Data extracted from a collection:
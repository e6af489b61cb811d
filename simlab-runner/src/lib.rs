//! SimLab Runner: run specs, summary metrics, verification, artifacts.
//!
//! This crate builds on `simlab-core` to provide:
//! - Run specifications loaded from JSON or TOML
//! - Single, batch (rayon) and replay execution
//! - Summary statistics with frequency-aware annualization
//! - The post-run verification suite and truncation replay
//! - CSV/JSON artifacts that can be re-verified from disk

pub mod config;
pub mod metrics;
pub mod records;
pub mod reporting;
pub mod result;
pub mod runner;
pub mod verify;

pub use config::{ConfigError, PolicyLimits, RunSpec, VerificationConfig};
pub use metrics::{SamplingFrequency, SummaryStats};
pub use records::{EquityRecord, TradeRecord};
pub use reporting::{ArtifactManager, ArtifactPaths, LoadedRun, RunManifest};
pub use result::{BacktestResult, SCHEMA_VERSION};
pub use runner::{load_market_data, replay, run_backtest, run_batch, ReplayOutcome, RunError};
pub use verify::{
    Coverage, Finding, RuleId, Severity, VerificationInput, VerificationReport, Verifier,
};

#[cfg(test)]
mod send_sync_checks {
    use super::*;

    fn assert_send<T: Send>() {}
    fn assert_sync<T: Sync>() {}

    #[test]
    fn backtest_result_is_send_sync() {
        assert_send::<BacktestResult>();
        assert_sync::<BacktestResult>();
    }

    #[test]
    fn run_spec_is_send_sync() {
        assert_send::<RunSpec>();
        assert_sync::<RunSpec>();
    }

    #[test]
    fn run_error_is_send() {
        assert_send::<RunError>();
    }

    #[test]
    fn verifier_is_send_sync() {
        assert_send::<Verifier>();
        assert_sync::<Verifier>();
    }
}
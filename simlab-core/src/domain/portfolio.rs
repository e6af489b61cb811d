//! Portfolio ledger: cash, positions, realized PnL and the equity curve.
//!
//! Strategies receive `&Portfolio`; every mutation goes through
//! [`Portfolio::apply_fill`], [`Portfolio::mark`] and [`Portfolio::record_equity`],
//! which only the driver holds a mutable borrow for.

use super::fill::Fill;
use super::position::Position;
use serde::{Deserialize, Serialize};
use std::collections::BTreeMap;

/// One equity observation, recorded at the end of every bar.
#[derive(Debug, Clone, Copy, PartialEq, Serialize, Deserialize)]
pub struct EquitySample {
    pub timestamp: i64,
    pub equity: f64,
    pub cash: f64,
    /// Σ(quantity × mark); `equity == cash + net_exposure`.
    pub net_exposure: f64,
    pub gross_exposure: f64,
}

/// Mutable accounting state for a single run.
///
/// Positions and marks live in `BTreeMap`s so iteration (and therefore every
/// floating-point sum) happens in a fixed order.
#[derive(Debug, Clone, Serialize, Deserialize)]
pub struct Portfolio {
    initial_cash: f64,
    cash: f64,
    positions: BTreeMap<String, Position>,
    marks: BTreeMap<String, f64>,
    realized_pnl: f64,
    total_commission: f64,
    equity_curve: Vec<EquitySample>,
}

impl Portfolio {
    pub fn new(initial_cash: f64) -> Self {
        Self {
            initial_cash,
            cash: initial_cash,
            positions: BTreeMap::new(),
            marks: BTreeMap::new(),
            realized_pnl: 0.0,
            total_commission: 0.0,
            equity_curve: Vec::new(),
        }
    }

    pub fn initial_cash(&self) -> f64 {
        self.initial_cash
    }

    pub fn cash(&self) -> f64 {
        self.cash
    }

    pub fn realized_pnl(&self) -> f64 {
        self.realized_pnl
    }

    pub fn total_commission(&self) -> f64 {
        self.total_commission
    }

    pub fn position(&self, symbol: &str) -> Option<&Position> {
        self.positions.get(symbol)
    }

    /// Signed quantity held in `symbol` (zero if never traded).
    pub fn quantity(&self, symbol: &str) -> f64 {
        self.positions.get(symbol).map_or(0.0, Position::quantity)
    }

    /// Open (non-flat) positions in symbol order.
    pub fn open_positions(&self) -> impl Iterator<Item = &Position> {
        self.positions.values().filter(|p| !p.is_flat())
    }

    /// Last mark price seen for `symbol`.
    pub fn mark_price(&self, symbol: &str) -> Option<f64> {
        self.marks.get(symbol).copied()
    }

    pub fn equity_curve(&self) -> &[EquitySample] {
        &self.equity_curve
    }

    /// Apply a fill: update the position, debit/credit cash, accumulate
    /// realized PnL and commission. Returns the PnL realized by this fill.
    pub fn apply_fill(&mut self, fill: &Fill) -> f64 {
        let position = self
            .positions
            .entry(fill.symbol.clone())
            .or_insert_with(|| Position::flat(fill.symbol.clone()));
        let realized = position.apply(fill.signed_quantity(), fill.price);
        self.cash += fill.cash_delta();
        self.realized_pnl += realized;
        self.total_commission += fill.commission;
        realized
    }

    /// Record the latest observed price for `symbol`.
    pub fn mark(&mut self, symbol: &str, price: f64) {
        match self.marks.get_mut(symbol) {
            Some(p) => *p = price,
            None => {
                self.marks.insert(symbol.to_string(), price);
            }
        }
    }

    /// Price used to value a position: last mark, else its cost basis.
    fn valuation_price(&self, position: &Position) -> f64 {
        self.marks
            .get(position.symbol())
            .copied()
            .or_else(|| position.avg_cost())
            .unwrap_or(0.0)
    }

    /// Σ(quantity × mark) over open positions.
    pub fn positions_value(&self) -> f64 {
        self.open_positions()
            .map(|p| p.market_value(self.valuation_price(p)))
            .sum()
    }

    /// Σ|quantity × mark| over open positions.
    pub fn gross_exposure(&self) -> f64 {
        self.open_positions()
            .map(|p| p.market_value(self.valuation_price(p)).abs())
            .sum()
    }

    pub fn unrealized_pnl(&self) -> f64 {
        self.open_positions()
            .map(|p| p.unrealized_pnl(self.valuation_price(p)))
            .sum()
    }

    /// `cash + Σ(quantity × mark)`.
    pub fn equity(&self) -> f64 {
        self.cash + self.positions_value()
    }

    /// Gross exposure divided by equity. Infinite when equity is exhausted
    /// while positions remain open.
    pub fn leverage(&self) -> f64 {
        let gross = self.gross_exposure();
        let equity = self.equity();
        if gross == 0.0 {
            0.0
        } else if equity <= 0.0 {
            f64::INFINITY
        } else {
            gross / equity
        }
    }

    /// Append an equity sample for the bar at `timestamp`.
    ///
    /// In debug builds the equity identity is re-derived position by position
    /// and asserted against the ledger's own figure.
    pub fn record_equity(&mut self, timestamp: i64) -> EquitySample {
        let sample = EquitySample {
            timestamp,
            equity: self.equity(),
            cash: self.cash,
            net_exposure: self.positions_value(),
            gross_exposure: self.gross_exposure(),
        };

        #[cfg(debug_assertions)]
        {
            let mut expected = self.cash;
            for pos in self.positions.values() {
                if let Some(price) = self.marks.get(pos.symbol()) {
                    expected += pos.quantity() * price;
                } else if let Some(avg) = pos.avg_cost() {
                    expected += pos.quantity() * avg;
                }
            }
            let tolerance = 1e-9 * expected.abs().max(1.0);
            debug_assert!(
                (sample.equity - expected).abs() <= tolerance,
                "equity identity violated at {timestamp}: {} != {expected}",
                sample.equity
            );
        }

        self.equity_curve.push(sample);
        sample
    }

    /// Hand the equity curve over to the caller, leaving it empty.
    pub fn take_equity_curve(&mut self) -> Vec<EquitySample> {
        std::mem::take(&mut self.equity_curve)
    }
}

» Task to complete:
From the first line of the entries above to the line with "JSON or TOML", please return every line exactly, keeping both ends.

» Task output:
repository e6af489b61cb811d
filename simlab-runner/src/lib.rs
//! SimLab Runner: run specs, summary metrics, verification, artifacts.
//!
//! This crate builds on `simlab-core` to provide:
//! - Run specifications loaded from JSON or TOML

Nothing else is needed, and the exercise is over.